A word used to describe an act of selecting or making a decision when faced with more

than one possibility. Australian students and parents face plenty of "choice" for schooling.

Single-sex, coeducation, public, private and all that is in-between. The main issue here is that

gender and class play a huge role in the decision-making process and can hinder your choices

and subsequently impact your student's outcome. The fact is that in Australia you must plan and

decide whether to follow the predominantly normalized societal discourse that is espoused by the

media and government or to come to your own conclusion. Will sending your child to a single-

sex school transform him (or her) into an unknowing plankton waiting to be swallowed by the

whale that is hegemonic culture? Or will a coed school further reinforce these heteronormative

issues? Where you sit in the gender debate of essentialism or social construction plays a role.

Secondly, depending on where you sit on the societal ladder, you may or may not be able to

afford to send your child to the school that you like best.

This choice is a huge issue that has sparked up some great debates within Australia throughout

the last two decades. (Forgasz, Leder, Taylor 2007) The media says one thing, government

something else, and teachers are screaming in the middle watching the walls burn down around

them. To understand this madness, poststructuralist and feminist theory will be applied to

critically reflect on the great gender debate of coed vs. single-sex schools in Australia. How the

"choice" of schools perpetuates the inequity placed upon the shoulders of the Australian parent

and their offspring. From there we can critically analyze the intersectionality of gender and class,

and how the dominant discourse of the gender debate is utilized will be used to explain how

governance and power impact teaching and learning.

As stated before, the dominant discourse of gendered schooling within Australia is up for debate.

On one side, Educators and researchers, tend to side with poststructuralist theories. They believe
we should look at this issue by considering “our social realities and their manifestations as

affected by many dynamic and intangible factors” such as “situational, contextual, historical,

temporal, cultural, social and political. There is no single truth and no absolute.” (Ferfolja, T.,

Jones Diaz, C., & Ullman, J. 2015) We need to think with intersectionality in mind because at

the end of the day there is no correct answer when looking purely at coed vs. single-sex schools.

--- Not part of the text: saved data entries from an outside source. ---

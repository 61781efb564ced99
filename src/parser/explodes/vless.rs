use std::collections::HashMap;

use url::Url;

use crate::models::{ProxyOptions, ProxyRecord, VlessOptions};
use crate::parser::explodes::common::{require_host, require_port};
use crate::parser::LinkError;

/// Decode a VLESS link into a ProxyRecord
///
/// Format: vless://uuid@host:port?params#name
pub fn explode_vless(vless: &str) -> Result<ProxyRecord, LinkError> {
    if !vless.starts_with("vless://") {
        return Err(LinkError::UnrecognizedScheme(vless.to_string()));
    }

    let url = Url::parse(vless)
        .map_err(|e| LinkError::Format(format!("not a valid VLESS URI: {}", e)))?;

    let uuid = url.username().to_string();
    if uuid.is_empty() {
        return Err(LinkError::FieldMissing("uuid"));
    }

    let server = require_host(&url)?;
    let port = require_port(&url)?;

    let params: HashMap<String, String> = url.query_pairs().into_owned().collect();
    let param = |key: &str, default: &str| -> String {
        params.get(key).cloned().unwrap_or_else(|| default.to_string())
    };

    // The fragment is kept verbatim, percent-encoding included.
    let name = url.fragment().unwrap_or("").to_string();

    Ok(ProxyRecord {
        name,
        server,
        port,
        options: ProxyOptions::Vless(VlessOptions {
            uuid,
            encryption: param("encryption", "none"),
            security: param("security", "none"),
            network: param("type", "tcp"),
            ws_path: param("path", ""),
            ws_host: param("host", ""),
        }),
    })
}

#[cfg(test)]
mod tests {
    use super::*;

    #[test]
    fn test_vless_full_link() {
        let link = "vless://b831381d-6324-4d53-ad4f-8cda48b30811@example.com:8443?encryption=none&security=tls&type=ws&path=/vl&host=cdn.example.com#VlNode";
        let record = explode_vless(link).unwrap();

        assert_eq!(record.name, "VlNode");
        assert_eq!(record.server, "example.com");
        assert_eq!(record.port, 8443);
        match record.options {
            ProxyOptions::Vless(opts) => {
                assert_eq!(opts.uuid, "b831381d-6324-4d53-ad4f-8cda48b30811");
                assert_eq!(opts.encryption, "none");
                assert_eq!(opts.security, "tls");
                assert_eq!(opts.network, "ws");
                assert_eq!(opts.ws_path, "/vl");
                assert_eq!(opts.ws_host, "cdn.example.com");
            }
            other => panic!("expected vless options, got {:?}", other),
        }
    }

    #[test]
    fn test_vless_defaults_without_query() {
        let record = explode_vless("vless://uuid@example.com:443#n").unwrap();
        match record.options {
            ProxyOptions::Vless(opts) => {
                assert_eq!(opts.encryption, "none");
                assert_eq!(opts.security, "none");
                assert_eq!(opts.network, "tcp");
                assert_eq!(opts.ws_path, "");
                assert_eq!(opts.ws_host, "");
            }
            other => panic!("expected vless options, got {:?}", other),
        }
    }

    #[test]
    fn test_vless_missing_fragment_gives_empty_name() {
        let record = explode_vless("vless://uuid@example.com:443").unwrap();
        assert_eq!(record.name, "");
    }

    #[test]
    fn test_vless_missing_port() {
        assert_eq!(
            explode_vless("vless://uuid@example.com").unwrap_err(),
            LinkError::FieldMissing("port")
        );
    }

    #[test]
    fn test_vless_missing_host() {
        assert!(explode_vless("vless://uuid@:443").is_err());
    }

    #[test]
    fn test_vless_missing_uuid() {
        assert_eq!(
            explode_vless("vless://example.com:443").unwrap_err(),
            LinkError::FieldMissing("uuid")
        );
    }

    #[test]
    fn test_vless_non_numeric_port() {
        assert!(matches!(
            explode_vless("vless://uuid@example.com:abc"),
            Err(LinkError::Format(_))
        ));
    }
}
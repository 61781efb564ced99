use minijinja::{context, Environment};
use once_cell::sync::Lazy;
use thiserror::Error;

use crate::models::{ProxyOptions, ProxyRecord};

/// Errors produced while rendering the config document.
#[derive(Error, Debug)]
pub enum RenderError {
    #[error("template render failed: {0}")]
    Template(#[from] minijinja::Error),
}

/// The fixed Clash document. Values are interpolated as-is, without YAML
/// escaping: a name or server containing YAML-reserved characters produces
/// structurally invalid output. Known limitation.
const CLASH_TEMPLATE: &str = r#"port: 7890
socks-port: 7891
allow-lan: true
mode: Rule
log-level: info
external-controller: :9090
cfw-latency-timeout: 5000
dns:
  enabled: true
  nameserver:
    - 119.29.29.29
    - 223.5.5.5
  fallback:
    - 8.8.8.8
    - 8.8.4.4
    - tls://1.0.0.1:853
    - tls://dns.google:853
proxies:
  - name: {{ name }}
    type: {{ kind }}
    server: {{ server }}
    port: {{ port }}
{%- if kind == "vmess" %}
    uuid: {{ uuid }}
    alterId: {{ alter_id }}
    cipher: {{ cipher }}
    network: {{ network }}
    tls: {{ tls }}
    ws-opts:
      path: {{ ws_path }}
      headers:
        Host: {{ ws_host }}
{%- elif kind == "vless" %}
    uuid: {{ uuid }}
    encryption: {{ encryption }}
    security: {{ security }}
    network: {{ network }}
    ws-opts:
      path: {{ ws_path }}
      headers:
        Host: {{ ws_host }}
{%- elif kind == "hysteria2" %}
    password: {{ password }}
    sni: {{ sni }}
    skip-cert-verify: {{ skip_cert_verify }}
{%- endif %}
proxy-groups:
  - name: ProxyGroup1
    type: select
    proxies:
      - {{ name }}
rules:
  - DOMAIN-SUFFIX,google.com,ProxyGroup1
  - DOMAIN-SUFFIX,facebook.com,ProxyGroup1
  - DOMAIN-KEYWORD,youtube,ProxyGroup1
  - GEOIP,CN,DIRECT
  - MATCH,ProxyGroup1
"#;

static TEMPLATE_ENV: Lazy<Environment<'static>> = Lazy::new(|| {
    let mut env = Environment::new();
    env.add_template("clash", CLASH_TEMPLATE)
        .expect("embedded clash template must parse");
    env
});

/// Render a ProxyRecord into the Clash config document
///
/// Pure and deterministic: the same record always yields the same text.
/// Writing the document to disk is the caller's concern.
pub fn render_clash_config(record: &ProxyRecord) -> Result<String, RenderError> {
    let template = TEMPLATE_ENV.get_template("clash")?;
    let kind = record.proxy_type().as_str();

    let ctx = match &record.options {
        ProxyOptions::VMess(opts) => context! {
            kind,
            name => &record.name,
            server => &record.server,
            port => record.port,
            uuid => &opts.uuid,
            alter_id => opts.alter_id,
            cipher => &opts.cipher,
            network => &opts.network,
            tls => &opts.tls,
            ws_path => &opts.ws_path,
            ws_host => &opts.ws_host,
        },
        ProxyOptions::Vless(opts) => context! {
            kind,
            name => &record.name,
            server => &record.server,
            port => record.port,
            uuid => &opts.uuid,
            encryption => &opts.encryption,
            security => &opts.security,
            network => &opts.network,
            ws_path => &opts.ws_path,
            ws_host => &opts.ws_host,
        },
        ProxyOptions::Hysteria2(opts) => context! {
            kind,
            name => &record.name,
            server => &record.server,
            port => record.port,
            password => &opts.password,
            sni => &opts.sni,
            // Rust's bool Display is lowercase; minijinja would stringify a
            // raw bool as True/False.
            skip_cert_verify => opts.skip_cert_verify.to_string(),
        },
    };

    Ok(template.render(ctx)?)
}
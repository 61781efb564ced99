pub mod clash;

pub use clash::{render_clash_config, RenderError};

There is no research to back it up (Forgasz 2016) and instead comes back to the teacher.

This theory couldn't be better exemplified by the research that shows that girls do better in math

and science when in a single-sex school yet "when factors such as socioeconomic backgrounds

are taken into consideration, there were no substantive differences in boys' or girls' academic

achievements." (Forgasz et al., 2007) As well as boys doing better in some aspects in a single-

sex setting yet "extremes of machismo behavior can also be fostered." (Forgasz et al., 2007) For

the educators and researchers, it all comes down to having excellent teachers with high-quality

teaching, who have mastered reflexivity when understanding socio-economic backgrounds, are

aware and involved with the parental community, and for the school to have a good pool of

relevant resources. (Forgasz et al., 2007) As Judith Gill (2015) puts it, “These features are much

more important than the issue of gender context.” However, not to the media.

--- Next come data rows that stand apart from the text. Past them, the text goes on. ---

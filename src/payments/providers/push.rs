use crate::logging::mask_phone;
use crate::payments::error::{PaymentError, PaymentResult};
use crate::payments::provider::PaymentProvider;
use crate::payments::types::{
    InitiateRequest, InitiateResponse, PayerDetails, ProviderKind, ProviderStatus, WebhookEvent,
    WebhookVerificationResult,
};
use crate::payments::utils::{verify_hmac_sha256_hex, PaymentHttpClient};
use async_trait::async_trait;
use chrono::{DateTime, Utc};
use regex::Regex;
use serde::Deserialize;
use serde_json::Value as JsonValue;
use std::sync::OnceLock;
use std::time::Duration;
use tracing::info;

const PROVIDER: &str = "push";

#[derive(Debug, Clone)]
pub struct PushProviderConfig {
    pub api_key: String,
    pub webhook_secret: Option<String>,
    pub base_url: String,
    /// Dialing code every payer handle is normalized to, without `+`.
    pub country_code: String,
    pub timeout_secs: u64,
    pub max_retries: u32,
}

impl PushProviderConfig {
    pub fn from_env() -> PaymentResult<Self> {
        let api_key =
            std::env::var("PUSH_PROVIDER_API_KEY").map_err(|_| PaymentError::ValidationError {
                message: "PUSH_PROVIDER_API_KEY environment variable is required".to_string(),
                field: Some("PUSH_PROVIDER_API_KEY".to_string()),
            })?;

        Ok(Self {
            api_key,
            webhook_secret: std::env::var("PUSH_PROVIDER_WEBHOOK_SECRET").ok(),
            base_url: std::env::var("PUSH_PROVIDER_BASE_URL")
                .unwrap_or_else(|_| "https://sandbox.mobile-checkout.example/api/v1".to_string()),
            country_code: std::env::var("PUSH_PROVIDER_COUNTRY_CODE")
                .unwrap_or_else(|_| "255".to_string()),
            timeout_secs: std::env::var("PUSH_PROVIDER_TIMEOUT_SECS")
                .ok()
                .and_then(|v| v.parse::<u64>().ok())
                .or_else(|| {
                    std::env::var("PAYMENT_TIMEOUT_SECONDS")
                        .ok()
                        .and_then(|v| v.parse::<u64>().ok())
                })
                .unwrap_or(30),
            max_retries: std::env::var("PUSH_PROVIDER_MAX_RETRIES")
                .ok()
                .and_then(|v| v.parse::<u32>().ok())
                .unwrap_or(2),
        })
    }
}

fn subscriber_pattern() -> &'static Regex {
    static PATTERN: OnceLock<Regex> = OnceLock::new();
    PATTERN.get_or_init(|| Regex::new(r"^[67]\d{8}$").expect("static pattern is valid"))
}

/// Normalizes a payer handle to `<country code><9-digit subscriber number>`.
///
/// Accepts the local trunk form (`0712345678`), the bare subscriber number
/// (`712345678`) and the international form with or without `+`, ignoring
/// spaces, dashes and parentheses.
pub fn normalize_msisdn(raw: &str, country_code: &str) -> PaymentResult<String> {
    let invalid = |reason: &str| PaymentError::InvalidPayerHandle {
        handle: raw.to_string(),
        reason: reason.to_string(),
    };

    let cleaned: String = raw
        .chars()
        .filter(|c| !matches!(c, ' ' | '-' | '(' | ')' | '.'))
        .collect();
    let digits = cleaned.strip_prefix('+').unwrap_or(&cleaned);
    if digits.is_empty() || !digits.chars().all(|c| c.is_ascii_digit()) {
        return Err(invalid("handle must contain digits only"));
    }

    let subscriber = if digits.len() == country_code.len() + 9 && digits.starts_with(country_code)
    {
        &digits[country_code.len()..]
    } else if digits.len() == 10 && digits.starts_with('0') {
        &digits[1..]
    } else if digits.len() == 9 {
        digits
    } else {
        return Err(invalid("unexpected number length"));
    };

    if !subscriber_pattern().is_match(subscriber) {
        return Err(invalid("not a mobile subscriber number"));
    }

    Ok(format!("{}{}", country_code, subscriber))
}

pub struct PushProvider {
    config: PushProviderConfig,
    http: PaymentHttpClient,
}

impl PushProvider {
    pub fn new(config: PushProviderConfig) -> PaymentResult<Self> {
        let http = PaymentHttpClient::new(
            PROVIDER,
            Duration::from_secs(config.timeout_secs),
            config.max_retries,
        )?;
        Ok(Self { config, http })
    }

    pub fn from_env() -> PaymentResult<Self> {
        Self::new(PushProviderConfig::from_env()?)
    }

    fn endpoint(&self, path: &str) -> String {
        format!("{}{}", self.config.base_url.trim_end_matches('/'), path)
    }

    fn map_message_error(message: String) -> PaymentError {
        let lowered = message.to_lowercase();
        if lowered.contains("timeout")
            || lowered.contains("temporarily")
            || lowered.contains("try again")
            || lowered.contains("unavailable")
        {
            return PaymentError::ProviderUnavailable {
                provider: PROVIDER.to_string(),
                message,
                retry_after_seconds: None,
            };
        }
        if lowered.contains("invalid msisdn") || lowered.contains("invalid account number") {
            return PaymentError::InvalidPayerHandle {
                handle: String::new(),
                reason: message,
            };
        }
        PaymentError::ProviderRejected {
            provider: PROVIDER.to_string(),
            message,
            provider_code: None,
        }
    }

    fn map_status(raw: &str) -> Option<ProviderStatus> {
        match raw.trim().to_lowercase().as_str() {
            "success" | "successful" | "completed" => Some(ProviderStatus::Successful),
            "pending" | "processing" | "initiated" => Some(ProviderStatus::Pending),
            "failure" | "failed" | "rejected" | "expired" => Some(ProviderStatus::Failed),
            "cancelled" | "canceled" | "reversed" => Some(ProviderStatus::Cancelled),
            _ => None,
        }
    }
}

#[async_trait]
impl PaymentProvider for PushProvider {
    fn kind(&self) -> ProviderKind {
        ProviderKind::Push
    }

    fn validate_payer(&self, payer: &PayerDetails) -> PaymentResult<()> {
        match payer {
            PayerDetails::Push { phone, .. } => {
                normalize_msisdn(phone, &self.config.country_code).map(|_| ())
            }
            PayerDetails::Hosted { .. } => Err(PaymentError::ValidationError {
                message: "push payments need a phone number and network".to_string(),
                field: Some("payer".to_string()),
            }),
        }
    }

    async fn initiate(&self, request: InitiateRequest) -> PaymentResult<InitiateResponse> {
        request.amount.validate_positive("amount")?;
        let (phone, network) = match &request.payer {
            PayerDetails::Push { phone, network } => (phone, network),
            PayerDetails::Hosted { .. } => {
                return Err(PaymentError::ValidationError {
                    message: "push payments need a phone number and network".to_string(),
                    field: Some("payer".to_string()),
                })
            }
        };
        let msisdn = normalize_msisdn(phone, &self.config.country_code)?;

        let (path, payload) = if request.purpose.is_outbound() {
            (
                "/disburse",
                serde_json::json!({
                    "destination": {
                        "accountNumber": msisdn,
                        "provider": network.as_str(),
                    },
                    "amount": request.amount.to_major_units().to_string(),
                    "currency": request.amount.currency,
                    "externalReferenceId": request.idempotency_reference,
                    "remarks": request.description,
                }),
            )
        } else {
            (
                "/checkout/mno",
                serde_json::json!({
                    "accountNumber": msisdn,
                    "provider": network.as_str(),
                    "amount": request.amount.to_major_units().to_string(),
                    "currency": request.amount.currency,
                    "externalId": request.idempotency_reference,
                    "additionalProperties": {
                        "description": request.description,
                        "metadata": request.metadata,
                    },
                }),
            )
        };

        let raw: PushEnvelope = self
            .http
            .request_json(
                reqwest::Method::POST,
                &self.endpoint(path),
                Some(&self.config.api_key),
                Some(&payload),
            )
            .await
            .map_err(|e| match e {
                PaymentError::ProviderRejected { message, .. } => Self::map_message_error(message),
                other => other,
            })?;

        if !raw.success {
            return Err(Self::map_message_error(raw.message));
        }

        let provider_reference = raw
            .transaction_id
            .filter(|v| !v.trim().is_empty())
            .ok_or(PaymentError::MalformedResponse {
                provider: PROVIDER.to_string(),
                message: "missing transactionId in push response".to_string(),
            })?;

        info!(
            reference = %request.idempotency_reference,
            provider_reference = %provider_reference,
            msisdn = %mask_phone(&msisdn),
            outbound = request.purpose.is_outbound(),
            "push payment initiated"
        );

        Ok(InitiateResponse {
            provider_reference,
            checkout_url: None,
            provider_data: raw.data,
        })
    }

    async fn check_status(&self, provider_reference: &str) -> PaymentResult<ProviderStatus> {
        if provider_reference.trim().is_empty() {
            return Err(PaymentError::ValidationError {
                message: "provider_reference is required".to_string(),
                field: Some("provider_reference".to_string()),
            });
        }
        let url = format!(
            "{}?reference={}",
            self.endpoint("/transactions/status"),
            provider_reference
        );
        let raw: PushEnvelope = self
            .http
            .request_json(reqwest::Method::GET, &url, Some(&self.config.api_key), None)
            .await?;
        if !raw.success {
            return Err(Self::map_message_error(raw.message));
        }

        let status = raw
            .data
            .as_ref()
            .and_then(|d| d.get("status"))
            .and_then(|v| v.as_str())
            .and_then(Self::map_status)
            .ok_or(PaymentError::MalformedResponse {
                provider: PROVIDER.to_string(),
                message: "missing or unknown status in push status response".to_string(),
            })?;
        Ok(status)
    }

    fn verify_webhook(
        &self,
        payload: &[u8],
        signature: &str,
    ) -> PaymentResult<WebhookVerificationResult> {
        let secret = self.config.webhook_secret.as_deref().ok_or(
            PaymentError::WebhookVerificationError {
                message: "PUSH_PROVIDER_WEBHOOK_SECRET is not configured".to_string(),
            },
        )?;
        let valid = verify_hmac_sha256_hex(payload, secret, signature);
        Ok(WebhookVerificationResult {
            valid,
            reason: if valid {
                None
            } else {
                Some("invalid push provider signature".to_string())
            },
        })
    }

    fn parse_webhook_event(&self, payload: &[u8]) -> PaymentResult<WebhookEvent> {
        let parsed: JsonValue =
            serde_json::from_slice(payload).map_err(|e| PaymentError::WebhookVerificationError {
                message: format!("invalid webhook JSON payload: {}", e),
            })?;

        let text = |key: &str| {
            parsed
                .get(key)
                .and_then(|v| v.as_str())
                .map(|s| s.to_string())
                .filter(|s| !s.trim().is_empty())
        };

        let raw_status = text("transactionstatus").unwrap_or_default();
        let status = Self::map_status(&raw_status).ok_or(PaymentError::ValidationError {
            message: format!("unknown push transaction status '{}'", raw_status),
            field: Some("transactionstatus".to_string()),
        })?;

        Ok(WebhookEvent {
            provider: ProviderKind::Push,
            event_type: text("event").unwrap_or_else(|| "transaction.update".to_string()),
            provider_reference: text("transid"),
            idempotency_reference: text("utilityref"),
            status,
            occurred_at: text("timestamp")
                .and_then(|t| DateTime::parse_from_rfc3339(&t).ok())
                .map(|t| t.with_timezone(&Utc)),
            payload: parsed,
        })
    }
}

#[derive(Debug, Deserialize)]
#[serde(rename_all = "camelCase")]
struct PushEnvelope {
    success: bool,
    #[serde(default)]
    message: String,
    #[serde(default)]
    transaction_id: Option<String>,
    #[serde(default)]
    data: Option<JsonValue>,
}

The media rarely tried to examine the research critically. Instead, they create a Regime of Truth

(Foucault), after any research is put out there, the media usually cherry picks facts and "goes to

town” on apparent issues. (Forgasz 2016) This narrow lens is where the debate comes from, and

this is where the problem begins. According to Forgasz (et al., 2007), the media promoted

parental choice in school settings for their children, debated over the merits of single-sex vs.

coed, discussed the crisis in boys' education, and girls' high achievement. To the media's credit,

some research shows that girls in single-sex settings ‘benefited with respect to confidence, and
achievement', and that coeducational setting appear to be more beneficial to boys. (Forgasz

2016) To the media’s discredit, how the brain functions differently for boys and girls received

more airtime than it deserved, considering it is only true by the slightest of deviances. (Fine

2015)

With all this information, some easier to digest than others, Australian students and parents are

left with a choice. An "opportunity" to decide which school will suit their needs. A choice, not

so funnily enough, without many options. As stated before, gender and class play a huge role in

"helping" you decide which school is "your school" and one of the many reasons you don't have

as many choices as you might think is dependent on what capital you have. Looking to Bourdieu

(1986), capital is accumulated labor. Whether that labor amounts to wealth, culture, social

network, or symbolic papers are up to you and your hard work. The saying "It's not what you

know, it's who you know" couldn't be apter in regards to Bourdieu's social capital. What social

capital does the average Australian parent have? Rural, suburbia or metropolitan? Who are they

talking to when they get their information? The inequity here is palpable.

Another reason you have a choice without many options, your economic capital. Depending on

your wealth, you may be able to send your child to The King's School provided you can make

the yearly 20,000$+ tuition payments. In saying that, Australians who find themselves more

financially secure will have a wider range of schools to choose from as “Most of Australia’s

single-sex schools are found in the fee-paying non-government sector.” (Forgasz 2016)

Economic capital can make or break families. Depending on your socioeconomic status, where

you live and how much you earn, all heavily affect your choice of where to go to school. Beyond

that, the choice of school can define your identity. “the definition of these students’ identities is

closely linked to their life chances, opportunities and consciousness.” (Sever 2012) Akin to a
self-fulfilling prophecy, a “poorer” school has “worse” life chances or opportunities when

viewed through this identity lens.

However, it isn’t all about class dynamics, power imbalances, and misinformation. Gender also

plays a role in limiting choice in schools. The first hurdle, there are more single-sex schools for

girls than for boys (Forgasz 2016). The second obstacle, how the Australian student and parent

identifies themselves and with school, what deviance did they go through during their previous

school time or did they ascribe to hegemonic masculinity/femininity and faced no social

sanctions? "…the fact remains that schools are the place where children spend more of their time

between the ages of five and eighteen, and thus play a seminal role in either confirming prejudice

or combating it…It's the place where we either learn to get along or learn to hate. Too often it's

the place where prejudice becomes ingrained." (Jennings 1999) Jacqueline Ullman (2015)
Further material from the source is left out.